Hard to go wrong with a cord of oak ta boot! Just give it a good cleaning and repaint it and you will have a nice offset smoker 
	

	
	
		
		



		
		
	


	





.

Just keep in mind... offsets do generally use a lot more fuel, I usually use about 10-20 lbs. of lump on average per smoke. Most smokes I do are lasting 6-8 hrs, and the ambient air temp and weather factor in quite a bit as well.

But mine does not have as heavy gauge metal as that one.... sooo I would guess once it was up to temp it would maintain better than mine.


----------



## rickw (Sep 8, 2009)

Looks like a good deal to me, if it is indeed a heavy gauge steel. Hard to say what brand it is but it's not a Horizon and it's not a Yoder. The front shelf would be made with expanded metal on those two brands.


----------



## hemi (Sep 8, 2009)

Looks like it may have been awful hot at one time judging by the way some of the metal looks a bit out of line. But still with a bit of work and clean up and maybe a coat of paint it will be ready to go again..  seems like a fair deal to me.   By the way , what I saw is short of a half cord of wood.  but still a decent deal.  I priced the metal to build one similar.
Hard to do for 200.00..   

  Hemi.


----------



## garyt (Sep 8, 2009)

Looks like good metal, with the wood included, a little sandblasting? Not really  hard to do even if you have a cheap air compressor. I would buy it and fix it up


----------



## nate_46 (Sep 9, 2009)

I've seen worse. I don't think it would take that much work to make it usable. A good cleaning, paint, seasoning, oh and fix the smoking chamber door. I would really test the term well or better yet replace it and put it lower near the cooking grate.

"You can do it Nicky...."


----------



## pignit (Sep 9, 2009)

If you had to buy the materials you couldn't come close to building that smoker for $200. If your wanting an offset stick burner you should grab it. It's very similar to the horizon and the Oklahoma Joe.


----------



## beer-b-q (Sep 9, 2009)

It looks like a good deal to me 
	

	
	
		
		



		
		
	


	





, however that is not a 1/2 cord of wood... 

You couldn't build one like that for $200.00 plus the wood is worth half of that so figure the Cooker at $100.00 -$125.00 and the rest for the wood...

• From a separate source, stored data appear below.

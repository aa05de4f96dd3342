use civfive::{json, FileKind, MapFile, ReplayFile, SaveFile};
use std::{env, error, fs, process::exit};

fn main() -> Result<(), Box<dyn error::Error>> {
    let args: Vec<String> = env::args().collect();
    let path = match args.get(1) {
        Some(path) => path,
        None => {
            eprintln!("usage: json <file.{{civ5map,civ5replay,civ5save}}>");
            exit(1);
        }
    };

    let data = fs::read(path)?;
    let document = match FileKind::from_path(path) {
        Some(FileKind::Map) => json::export_map(&MapFile::from_slice(&data)?)?,
        Some(FileKind::Replay) => json::export_replay(&ReplayFile::from_slice(&data)?)?,
        Some(FileKind::Save) => {
            let save = SaveFile::from_slice(&data)?;
            if save.decompression.is_truncated() {
                eprintln!("warning: compressed payload is truncated; partial decode");
            }
            json::export_save(&save)?
        }
        Some(FileKind::Json) | None => {
            eprintln!("unrecognized input format: {}", path);
            exit(1);
        }
    };

    println!("{}", document);
    Ok(())
}
/// Reads the long ordered run of header sections between the shared config
/// blocks and the compressed payload, returning the civilization list
/// assembled along the way.
///
/// Unlike the replay format, the save stores civilization names, minor-civ
/// overrides, and player colors in three separate arrays; they are merged
/// here into [`ReplayCiv`] values with the color carried in `long_name`.
fn read_header_sections(cursor: &mut Cursor) -> Result<Vec<ReplayCiv>, Error> {
    schema::read_array(cursor, "unknown block 3", &[Field::i32("value")])?;
    schema::read_array(cursor, "player names", &[Field::var_string("player_name")])?;

    for _ in 0..4 {
        schema::read_array(cursor, "unknown array block 1", &[Field::u32("value")])?;
    }

    let civ_names = read_var_string_array(cursor, "civilization names")?;
    let mut civs: Vec<ReplayCiv> = civ_names
        .into_iter()
        .map(|name| ReplayCiv {
            unknown: [0; 4],
            leader: String::new(),
            long_name: String::new(),
            name,
            demonym: String::new(),
        })
        .collect();

    schema::read_array(cursor, "leader array 1", &[Field::var_string("leader_name")])?;

    let gated = cursor
        .read_u32()
        .map_err(|e| e.in_section("unknown block 5"))?;
    if gated != 0 {
        cursor
            .read_bytes(12)
            .map_err(|e| e.in_section("unknown block 5"))?;
    }

    cursor
        .read_var_string()
        .map_err(|e| e.in_section("computer username"))?;

    schema::read_array(cursor, "unknown block 6", &[Field::i32("value")])?;
    cursor
        .read_bytes(53)
        .map_err(|e| e.in_section("unknown block 6"))?;

    schema::read_array(cursor, "unknown array 1", &[Field::u32("value")])?;
    schema::read_array(cursor, "civ array 1", &[Field::var_string("civ_name")])?;
    schema::read_array(cursor, "unknown array 2", &[Field::u32("value")])?;
    schema::read_array(cursor, "civ array 2", &[Field::var_string("value")])?;

    read_self_sized_block(cursor, "unknown block 7")?;
    cursor
        .read_bytes(8)
        .map_err(|e| e.in_section("unknown block 7"))?;

    read_climate(cursor)?;

    cursor
        .read_u32()
        .map_err(|e| e.in_section("unknown block 8"))?;
    schema::read_array(cursor, "unknown block 8", &[Field::u32("value")])?;
    cursor
        .read_u32()
        .map_err(|e| e.in_section("unknown block 8"))?;
    schema::read_array(cursor, "unknown block 8", &[Field::u32("value")])?;
    cursor
        .read_bytes(15)
        .map_err(|e| e.in_section("unknown block 8"))?;

    cursor
        .read_var_string()
        .map_err(|e| e.in_section("game name"))?;

    schema::read_record(
        cursor,
        "current turn block",
        &[
            Field::u32("unknown"),
            Field::u8("unknown"),
            Field::u32("current_turn"),
            Field::bytes(5, "unknown_block9"),
            Field::u32("unknown"),
        ],
    )?;

    schema::read_array(cursor, "unknown array 3", &[Field::u32("value")])?;

    // Some save files omit this array entirely; a zero u16 where its length
    // would start means it is absent.
    let probe = cursor
        .read_u16()
        .map_err(|e| e.in_section("unknown array 4"))?;
    if probe != 0 {
        cursor
            .seek_relative(-2)
            .map_err(|e| e.in_section("unknown array 4"))?;
        schema::read_array(cursor, "unknown array 4", &[Field::i32("value")])?;
        cursor
            .read_bytes(2)
            .map_err(|e| e.in_section("unknown array 4"))?;
    }

    schema::read_array(cursor, "leader array 2", &[Field::var_string("leader_name")])?;

    read_self_sized_block(cursor, "unknown block 11")?;

    schema::read_record(
        cursor,
        "map filename block",
        &[
            Field::var_string("computer_username2"),
            Field::bytes(7, "unknown_id4"),
            Field::var_string("map_filename3"),
            Field::u32("unknown"),
            Field::u32("max_turns"),
            Field::u32("unknown"),
        ],
    )?;

    let minor_civ_names = read_var_string_array(cursor, "minor civilization names")?;
    for (i, minor) in minor_civ_names.into_iter().enumerate() {
        if minor.contains("MINOR_CIV") {
            if let Some(civ) = civs.get_mut(i) {
                civ.name = minor;
            }
        }
    }

    cursor
        .read_bytes(77)
        .map_err(|e| e.in_section("unknown block 13"))?;

    schema::read_array(cursor, "unknown array 5", &[Field::i32("value")])?;
    schema::read_array(cursor, "player array", &[Field::var_string("player_name")])?;

    cursor
        .read_bytes(8)
        .map_err(|e| e.in_section("unknown block 14"))?;
    schema::read_array(cursor, "unknown array 6", &[Field::u8("value")])?;

    let player_colors = read_var_string_array(cursor, "player colors")?;
    for (i, color) in player_colors.into_iter().enumerate() {
        if let Some(civ) = civs.get_mut(i) {
            civ.long_name = color;
        }
    }

    cursor
        .read_bytes(10)
        .map_err(|e| e.in_section("unknown block 15"))?;
    schema::read_array(cursor, "unknown array 7", &[Field::u8("value")])?;
    cursor
        .read_bytes(12)
        .map_err(|e| e.in_section("unknown block 16"))?;

    read_sea_level(cursor)?;

    schema::read_array(cursor, "unknown array 8", &[Field::u32("value")])?;
    schema::read_array(cursor, "unknown array 9", &[Field::u32("value")])?;
    cursor
        .read_bytes(12)
        .map_err(|e| e.in_section("unknown block 17"))?;
    schema::read_array(cursor, "unknown array 10", &[Field::u32("value")])?;
    cursor
        .read_bytes(1)
        .map_err(|e| e.in_section("unknown block 18"))?;

    read_turn_timer(cursor)?;
    schema::read_array(cursor, "post turn timer array", &[Field::u8("value")])?;

    read_world_size(cursor)?;
    schema::read_array(cursor, "game options", GAME_OPTION)?;

    schema::read_array(
        cursor,
        "post game options array",
        &[Field::bytes(9, "value")],
    )?;
    cursor
        .read_var_string()
        .map_err(|e| e.in_section("game version 2"))?;

    schema::read_array(cursor, "unknown array 12", &[Field::u8("value")])?;
    schema::read_array(cursor, "unknown array 13", &[Field::u8("value")])?;
    schema::read_array(cursor, "unknown array 14", &[Field::u32("value")])?;

    // Fixed marker, observed as [2 0 0 0 0 0 1 0] in every known file
    cursor
        .read_bytes(8)
        .map_err(|e| e.in_section("compressed payload marker"))?;

    Ok(civs)
}
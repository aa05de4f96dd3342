//! Values computed from decoded records in an explicit post-pass: localized
//! city names, the owner index map, and replay-driven tile mutation.

use crate::{
    map::TileImprovement,
    replay::{EventKind, ReplayEvent},
};
use std::collections::BTreeMap;

#[cfg(feature = "serde")]
use serde::{Deserialize, Serialize};

/// City-state owner ids start at this offset in the raw owner id space
pub const CITY_STATE_ID_OFFSET: i32 = 32;

/// Route type assigned to the tile of a razed city
const ROUTE_ROAD: i32 = 2;

/// Sentinel owner values meaning "unowned"
pub fn is_invalid_owner(value: i32) -> bool {
    value == 0xFF || value == 0xFFFF || value == -1
}

/// Dense remapping from a raw in-file owner id to a zero-based slot in the
/// player-record list.
///
/// Major civilizations occupy `0..player_count` and map to themselves;
/// city-states occupy `32..32 + city_state_count` and are appended after the
/// players. Built once per file.
#[derive(Debug, Clone, PartialEq, Eq, Default)]
#[cfg_attr(feature = "serde", derive(Serialize, Deserialize))]
pub struct OwnerIndexMap {
    map: BTreeMap<i32, usize>,
}

impl OwnerIndexMap {
    pub fn build(player_count: usize, city_state_count: usize) -> OwnerIndexMap {
        let mut map = BTreeMap::new();
        for i in 0..player_count {
            map.insert(i as i32, i);
        }
        for i in 0..city_state_count {
            map.insert(CITY_STATE_ID_OFFSET + i as i32, player_count + i);
        }
        OwnerIndexMap { map }
    }

    /// The dense player-list index for a raw owner id
    pub fn get(&self, owner: i32) -> Option<usize> {
        self.map.get(&owner).copied()
    }

    pub fn len(&self) -> usize {
        self.map.len()
    }

    pub fn is_empty(&self) -> bool {
        self.map.is_empty()
    }
}

/// Turns a localization key into a display name.
///
/// Everything through a `CITY_NAME_` or `CITYSTATE_` prefix is stripped,
/// underscores become spaces, and each word is title-cased, so
/// `TXT_KEY_CITY_NAME_NEW_YORK` becomes `New York`.
pub fn localize_city_name(key: &str) -> String {
    let mut name = key;
    if let Some(idx) = name.find("CITY_NAME_") {
        name = &name[idx + "CITY_NAME_".len()..];
    }
    if let Some(idx) = name.find("CITYSTATE_") {
        name = &name[idx + "CITYSTATE_".len()..];
    }
    let spaced = name.replace('_', " ");
    title_case(&spaced)
}

fn title_case(text: &str) -> String {
    let mut out = String::with_capacity(text.len());
    let mut start_of_word = true;
    for ch in text.chars() {
        if ch.is_whitespace() {
            start_of_word = true;
            out.push(ch);
        } else if start_of_word {
            out.extend(ch.to_uppercase());
            start_of_word = false;
        } else {
            out.extend(ch.to_lowercase());
        }
    }
    out
}

/// Applies replay events to a tile-improvement grid in place.
///
/// Events are applied in ascending turn order, file order within a turn.
/// Founded cities receive sequential ids starting at zero; claimed and
/// transferred tiles change owner; razed tiles lose their city and are left
/// with a generic road. Coordinates outside the grid are skipped.
pub fn apply_events(grid: &mut [Vec<TileImprovement>], events: &[ReplayEvent]) {
    let mut ordered: Vec<&ReplayEvent> = events.iter().collect();
    ordered.sort_by_key(|e| e.turn);

    let mut next_city_id = 0;
    for event in ordered {
        match event.kind() {
            EventKind::CityFounded => {
                let name = event
                    .text
                    .strip_suffix(" is founded.")
                    .unwrap_or(&event.text);
                for tile in event.tiles.iter() {
                    if let Some(t) = tile_mut(grid, tile.x, tile.y) {
                        t.city_id = next_city_id;
                        t.city_name = name.to_string();
                        next_city_id += 1;
                    }
                }
            }
            EventKind::TilesClaimed | EventKind::CityTransferred => {
                for tile in event.tiles.iter() {
                    if let Some(t) = tile_mut(grid, tile.x, tile.y) {
                        t.owner = event.civ_id as i32;
                    }
                }
            }
            EventKind::TilesRazed => {
                for tile in event.tiles.iter() {
                    if let Some(t) = tile_mut(grid, tile.x, tile.y) {
                        t.owner = -1;
                        t.city_id = -1;
                        t.city_name.clear();
                        t.route_type = ROUTE_ROAD;
                    }
                }
            }
            EventKind::Other(_) => {}
        }
    }
}

fn tile_mut(grid: &mut [Vec<TileImprovement>], x: u16, y: u16) -> Option<&mut TileImprovement> {
    grid.get_mut(usize::from(y))
        .and_then(|row| row.get_mut(usize::from(x)))
}

/// An empty tile-improvement grid for replay-only rendering
pub fn blank_grid(height: usize, width: usize) -> Vec<Vec<TileImprovement>> {
    (0..height)
        .map(|y| {
            (0..width)
                .map(|x| TileImprovement {
                    x: x as i32,
                    y: y as i32,
                    city_id: -1,
                    city_name: String::new(),
                    owner: -1,
                    improvement: -1,
                    route_type: -1,
                    route_owner: -1,
                })
                .collect()
        })
        .collect()
}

A half cord should measure 4'X2'X8' and a full cord would be 4'X4"x8'.


----------



## coyote-1 (Sep 9, 2009)

Definitely grab it! If he won't take less, give him the full $200. It's worth it.


----------



## randya (Sep 9, 2009)

Looks good.  It may be a older model from BrassPro shops.  Either way I would do it.  As stated below, a good cleaning and paint makeover you have a like new long lasting smoker with a lot of wood.

Good luck and lets us know if you get it with your fist cook off.


----------



## heliboydoesbbq (Sep 9, 2009)

If transportatioon is not an issue and the size of the thing does not daunt you .. GO GET IT!!!  the wood you'll burn thru... the smoker youo will fix up and project thru .. and then you'll have a center piece to smoke in and have for YEARS!!! 200$ is cheap compared to the alternatives at that price point ...I got a 50$ CB Silversmoker on CL and have not turned back..  the only thing is that I t would have been nice to see it as a reverse flow.. but ... only builders can be choosers.. thats all folks... 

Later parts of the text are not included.